非創業家出身者として初めて、2020年6月に社長に就任した。中国勢などライバルに対して、ボリュームゾーンを含めて勝つ考えだ。顧客の変化に応じ、部品単品売りからの脱却にも動く。
(聞き手は 本誌編集長 磯貝 高行)

中島規巨[なかじま・のりお]氏
1961年大阪府枚方市生まれ。85年同志社大学工学部卒業後、村田製作所入社。2006年モジュール事業本部通信モジュール商品事業部事業部長、13年取締役常務執行役員を経て、17年から代表取締役専務執行役員。20年6月から現職。趣味はゴルフ、トレッキング、野菜作り。
新型コロナウイルスの感染拡大から2年がたちました。
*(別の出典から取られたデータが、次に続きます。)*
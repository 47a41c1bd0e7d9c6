//! Capability handles for a real directory.
//!
//! A [`DirectoryHandle`] is a host-granted, revocable token scoped to one
//! directory. It can hand out child handles by name, enumerate entries and
//! remove children, but it cannot rename anything: there is no atomic
//! rename primitive, so callers copy and delete instead. Writes go through a
//! [`WritableFile`] stream that only becomes visible on `close()`.
//!
//! [`LocalDirectoryHandle`] implements the traits over `tokio::fs`. Every
//! handle derived from the same root shares one permission flag, so
//! [`LocalDirectoryHandle::revoke`] cuts off the whole tree at once.

use async_trait::async_trait;
use std::fmt;
use std::path::{Path, PathBuf};
use std::sync::Arc;
use std::sync::atomic::{AtomicBool, Ordering};
use tokio::fs;

use crate::error::{VfsError, VfsResult};
use crate::path;

/// Write stream for one file. Dropping it without `close()` discards the data.
#[async_trait]
pub trait WritableFile: Send {
    /// Append text to the pending content.
    async fn write(&mut self, data: &str) -> VfsResult<()>;

    /// Commit the pending content to the file.
    async fn close(&mut self) -> VfsResult<()>;
}

/// Handle to one file inside a bound directory.
#[async_trait]
pub trait FileHandle: Send + Sync + fmt::Debug {
    fn name(&self) -> &str;

    /// Read the whole file as UTF-8 text.
    async fn read_text(&self) -> VfsResult<String>;

    /// Open a write stream that replaces the content on close.
    async fn create_writable(&self) -> VfsResult<Box<dyn WritableFile>>;
}

/// A child of a directory handle.
#[derive(Debug, Clone)]
pub enum HandleEntry {
    File(Arc<dyn FileHandle>),
    Directory(Arc<dyn DirectoryHandle>),
}

impl HandleEntry {
    pub fn name(&self) -> &str {
        match self {
            HandleEntry::File(f) => f.name(),
            HandleEntry::Directory(d) => d.name(),
        }
    }
}

/// Handle to a directory inside (or at the root of) a binding.
#[async_trait]
pub trait DirectoryHandle: Send + Sync + fmt::Debug {
    fn name(&self) -> &str;

    /// Get a child file, optionally creating it empty.
    async fn get_file_handle(&self, name: &str, create: bool) -> VfsResult<Arc<dyn FileHandle>>;

    /// Get a child directory, optionally creating it.
    async fn get_directory_handle(
        &self,
        name: &str,
        create: bool,
    ) -> VfsResult<Arc<dyn DirectoryHandle>>;

    /// Remove a child. Non-empty directories need `recursive`.
    async fn remove_entry(&self, name: &str, recursive: bool) -> VfsResult<()>;

    /// List children, sorted by name.
    async fn entries(&self) -> VfsResult<Vec<HandleEntry>>;
}

/// Shared grant state for one binding.
#[derive(Debug)]
struct Grant {
    root: PathBuf,
    granted: AtomicBool,
}

impl Grant {
    fn check(&self, path: &Path) -> VfsResult<()> {
        if self.granted.load(Ordering::SeqCst) {
            Ok(())
        } else {
            Err(VfsError::permission_denied(path.display().to_string()))
        }
    }

    /// Resolve `name` under `dir`, refusing anything that leaves the root.
    async fn child(&self, dir: &Path, name: &str) -> VfsResult<PathBuf> {
        path::validate_name(name)?;
        let full = dir.join(name);
        if fs::try_exists(&full).await? {
            let canonical = dunce::canonicalize(&full)?;
            if !canonical.starts_with(&self.root) {
                return Err(VfsError::path_escapes_root(format!(
                    "{} is not under {}",
                    canonical.display(),
                    self.root.display()
                )));
            }
        }
        Ok(full)
    }
}

/// Directory handle backed by the local filesystem.
#[derive(Clone)]
pub struct LocalDirectoryHandle {
    dir: PathBuf,
    name: String,
    grant: Arc<Grant>,
}

impl fmt::Debug for LocalDirectoryHandle {
    fn fmt(&self, f: &mut fmt::Formatter<'_>) -> fmt::Result {
        f.debug_struct("LocalDirectoryHandle")
            .field("dir", &self.dir)
            .field("granted", &self.is_granted())
            .finish()
    }
}

impl LocalDirectoryHandle {
    /// Grant access to an existing directory.
    ///
    /// The root is canonicalized so symlinked temp dirs compare correctly.
    pub fn open(root: impl AsRef<Path>) -> VfsResult<Self> {
        let root = dunce::canonicalize(root.as_ref())?;
        if !root.is_dir() {
            return Err(VfsError::not_a_directory(root.display().to_string()));
        }
        let name = root
            .file_name()
            .map(|n| n.to_string_lossy().into_owned())
            .unwrap_or_default();
        Ok(Self {
            dir: root.clone(),
            name,
            grant: Arc::new(Grant {
                root,
                granted: AtomicBool::new(true),
            }),
        })
    }

    /// Revoke access for this handle and everything derived from it.
    pub fn revoke(&self) {
        self.grant.granted.store(false, Ordering::SeqCst);
    }

    /// Restore a previously revoked grant.
    pub fn restore(&self) {
        self.grant.granted.store(true, Ordering::SeqCst);
    }

    pub fn is_granted(&self) -> bool {
        self.grant.granted.load(Ordering::SeqCst)
    }

    /// Real location of this directory.
    pub fn path(&self) -> &Path {
        &self.dir
    }

    fn derive(&self, dir: PathBuf, name: &str) -> Self {
        Self {
            dir,
            name: name.to_string(),
            grant: Arc::clone(&self.grant),
        }
    }
}

#[async_trait]
impl DirectoryHandle for LocalDirectoryHandle {
    fn name(&self) -> &str {
        &self.name
    }

    async fn get_file_handle(&self, name: &str, create: bool) -> VfsResult<Arc<dyn FileHandle>> {
        self.grant.check(&self.dir)?;
        let full = self.grant.child(&self.dir, name).await?;
        match fs::metadata(&full).await {
            Ok(meta) if meta.is_file() => {}
            Ok(_) => return Err(VfsError::is_a_directory(full.display().to_string())),
            Err(e) if e.kind() == std::io::ErrorKind::NotFound && create => {
                fs::write(&full, b"").await?;
            }
            Err(e) => return Err(e.into()),
        }
        Ok(Arc::new(LocalFileHandle {
            path: full,
            name: name.to_string(),
            grant: Arc::clone(&self.grant),
        }))
    }

    async fn get_directory_handle(
        &self,
        name: &str,
        create: bool,
    ) -> VfsResult<Arc<dyn DirectoryHandle>> {
        self.grant.check(&self.dir)?;
        let full = self.grant.child(&self.dir, name).await?;
        match fs::metadata(&full).await {
            Ok(meta) if meta.is_dir() => {}
            Ok(_) => return Err(VfsError::not_a_directory(full.display().to_string())),
            Err(e) if e.kind() == std::io::ErrorKind::NotFound && create => {
                fs::create_dir(&full).await?;
            }
            Err(e) => return Err(e.into()),
        }
        Ok(Arc::new(self.derive(full, name)))
    }

    async fn remove_entry(&self, name: &str, recursive: bool) -> VfsResult<()> {
        self.grant.check(&self.dir)?;
        let full = self.grant.child(&self.dir, name).await?;
        let meta = fs::symlink_metadata(&full).await?;
        if meta.is_dir() {
            if recursive {
                fs::remove_dir_all(&full).await?;
            } else {
                fs::remove_dir(&full).await?;
            }
        } else {
            fs::remove_file(&full).await?;
        }
        Ok(())
    }

    async fn entries(&self) -> VfsResult<Vec<HandleEntry>> {
        self.grant.check(&self.dir)?;
        let mut entries = Vec::new();
        let mut dir = fs::read_dir(&self.dir).await?;

        while let Some(entry) = dir.next_entry().await? {
            let name = entry.file_name().to_string_lossy().into_owned();
            let file_type = entry.file_type().await?;
            if file_type.is_dir() {
                entries.push(HandleEntry::Directory(Arc::new(
                    self.derive(entry.path(), &name),
                )));
            } else if file_type.is_file() {
                entries.push(HandleEntry::File(Arc::new(LocalFileHandle {
                    path: entry.path(),
                    name,
                    grant: Arc::clone(&self.grant),
                })));
            } else {
                tracing::debug!(path = %entry.path().display(), "skipping non-regular entry");
            }
        }

        entries.sort_by(|a, b| a.name().cmp(b.name()));
        Ok(entries)
    }
}

/// File handle backed by the local filesystem.
#[derive(Debug)]
pub struct LocalFileHandle {
    path: PathBuf,
    name: String,
    grant: Arc<Grant>,
}

#[async_trait]
impl FileHandle for LocalFileHandle {
    fn name(&self) -> &str {
        &self.name
    }

    async fn read_text(&self) -> VfsResult<String> {
        self.grant.check(&self.path)?;
        Ok(fs::read_to_string(&self.path).await?)
    }

    async fn create_writable(&self) -> VfsResult<Box<dyn WritableFile>> {
        self.grant.check(&self.path)?;
        let meta = fs::metadata(&self.path).await?;
        if !meta.is_file() {
            return Err(VfsError::is_a_directory(self.path.display().to_string()));
        }
        Ok(Box::new(LocalWritable {
            target: self.path.clone(),
            pending: String::new(),
            grant: Arc::clone(&self.grant),
            closed: false,
        }))
    }
}

/// Staged write: content goes to a swap file and is renamed over the target on close.
struct LocalWritable {
    target: PathBuf,
    pending: String,
    grant: Arc<Grant>,
    closed: bool,
}

impl LocalWritable {
    fn swap_path(&self) -> PathBuf {
        let name = self
            .target
            .file_name()
            .map(|n| n.to_string_lossy().into_owned())
            .unwrap_or_default();
        self.target.with_file_name(format!(".{name}.swp"))
    }
}

#[async_trait]
impl WritableFile for LocalWritable {
    async fn write(&mut self, data: &str) -> VfsResult<()> {
        self.grant.check(&self.target)?;
        if self.closed {
            return Err(VfsError::other("write after close"));
        }
        self.pending.push_str(data);
        Ok(())
    }

    async fn close(&mut self) -> VfsResult<()> {
        self.grant.check(&self.target)?;
        if self.closed {
            return Ok(());
        }
        let swap = self.swap_path();
        if let Err(e) = fs::write(&swap, self.pending.as_bytes()).await {
            let _ = fs::remove_file(&swap).await;
            return Err(e.into());
        }
        if let Err(e) = fs::rename(&swap, &self.target).await {
            let _ = fs::remove_file(&swap).await;
            return Err(e.into());
        }
        self.closed = true;
        Ok(())
    }
}

#[cfg(test)]
mod tests {
    use super::*;
    use tempfile::TempDir;

    fn setup() -> (LocalDirectoryHandle, TempDir) {
        let dir = TempDir::new().unwrap();
        let handle = LocalDirectoryHandle::open(dir.path()).unwrap();
        (handle, dir)
    }

    #[tokio::test]
    async fn test_write_commits_on_close() {
        let (root, dir) = setup();
        let file = root.get_file_handle("a.txt", true).await.unwrap();

        let mut stream = file.create_writable().await.unwrap();
        stream.write("hello ").await.unwrap();
        stream.write("world").await.unwrap();
        assert_eq!(std::fs::read_to_string(dir.path().join("a.txt")).unwrap(), "");

        stream.close().await.unwrap();
        assert_eq!(file.read_text().await.unwrap(), "hello world");
        assert!(!dir.path().join(".a.txt.swp").exists());
    }

    #[tokio::test]
    async fn test_dropped_stream_leaves_file_untouched() {
        let (root, dir) = setup();
        std::fs::write(dir.path().join("keep.txt"), "original").unwrap();
        let file = root.get_file_handle("keep.txt", false).await.unwrap();

        {
            let mut stream = file.create_writable().await.unwrap();
            stream.write("discarded").await.unwrap();
        }
        assert_eq!(file.read_text().await.unwrap(), "original");
    }

    #[tokio::test]
    async fn test_missing_without_create() {
        let (root, _dir) = setup();
        let err = root.get_file_handle("nope.txt", false).await.unwrap_err();
        assert!(err.is_not_found());
        let err = root.get_directory_handle("nope", false).await.unwrap_err();
        assert!(err.is_not_found());
    }

    #[tokio::test]
    async fn test_type_mismatch() {
        let (root, dir) = setup();
        std::fs::create_dir(dir.path().join("sub")).unwrap();
        std::fs::write(dir.path().join("f.txt"), "x").unwrap();

        assert!(matches!(
            root.get_file_handle("sub", false).await,
            Err(VfsError::IsADirectory(_))
        ));
        assert!(matches!(
            root.get_directory_handle("f.txt", false).await,
            Err(VfsError::NotADirectory(_))
        ));
    }

    #[tokio::test]
    async fn test_entries_sorted() {
        let (root, dir) = setup();
        std::fs::write(dir.path().join("b.txt"), "").unwrap();
        std::fs::create_dir(dir.path().join("a")).unwrap();
        std::fs::write(dir.path().join("c.txt"), "").unwrap();

        let entries = root.entries().await.unwrap();
        let names: Vec<_> = entries.iter().map(HandleEntry::name).collect();
        assert_eq!(names, vec!["a", "b.txt", "c.txt"]);
        assert!(matches!(entries[0], HandleEntry::Directory(_)));
    }

    #[tokio::test]
    async fn test_remove_entry_recursive() {
        let (root, dir) = setup();
        std::fs::create_dir_all(dir.path().join("d/e")).unwrap();
        std::fs::write(dir.path().join("d/e/f.txt"), "x").unwrap();

        assert!(root.remove_entry("d", false).await.is_err());
        root.remove_entry("d", true).await.unwrap();
        assert!(!dir.path().join("d").exists());
    }

    #[tokio::test]
    async fn test_revoke_applies_to_derived_handles() {
        let (root, _dir) = setup();
        let sub = root.get_directory_handle("sub", true).await.unwrap();
        let file = sub.get_file_handle("x.txt", true).await.unwrap();

        root.revoke();
        assert!(file.read_text().await.unwrap_err().is_permission());
        assert!(sub.entries().await.unwrap_err().is_permission());

        root.restore();
        assert_eq!(file.read_text().await.unwrap(), "");
    }

    #[tokio::test]
    async fn test_names_cannot_escape() {
        let (root, _dir) = setup();
        assert!(root.get_file_handle("../etc", false).await.is_err());
        assert!(root.get_directory_handle("a/b", true).await.is_err());
    }

    #[cfg(unix)]
    #[tokio::test]
    async fn test_symlink_outside_root_rejected() {
        let (root, dir) = setup();
        let outside = TempDir::new().unwrap();
        std::fs::write(outside.path().join("secret.txt"), "s").unwrap();
        std::os::unix::fs::symlink(outside.path().join("secret.txt"), dir.path().join("link.txt"))
            .unwrap();

        let err = root.get_file_handle("link.txt", false).await.unwrap_err();
        assert!(matches!(err, VfsError::PathEscapesRoot(_)));
        assert!(root.get_file_handle("fresh.txt", true).await.is_ok());
    }
}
2022年は世界経済がどう動くと見ていますか。
エレクトロニクス業界では現在、コロナ禍と米中のデカップリング(分断)の両面から、半導体のサプライチェーン(供給網)が非常に不安定になっています。やや回復基調ですが、解消は構造的に難しい。22年も影響は続くでしょう。
車載半導体の製造に使うのは、数世代前に主流だった回路線幅が22ナノ(ナノは10億分の1)メートル以上の技術です。台湾積体電路製造(TSMC)や聯華電子(UMC)などファウンドリー(受託生産会社)大手が投資している技術ではなく、需要が急増しても供給量は増えません。
半導体サプライチェーンの混乱は、村田製作所の受注状況にどんな影響を及ぼしていますか。
明暗2つの面がありますね。
自動車業界はこれまで在庫を極力持ちませんでしたが、それでは高まるリスクに対応できないため(半導体以外の部品も)在庫水準を引き上げました。その結果、我々の21年度上期業績は好調に推移しました。下期以降は受注が弱くなりますが、これが良い影響です。
一方で、我々も車載向けの無線LANモジュールや電池管理向けの半導体の調達に苦しむようになりました。これが悪い影響です。僕自身の肌感覚では結構深刻です。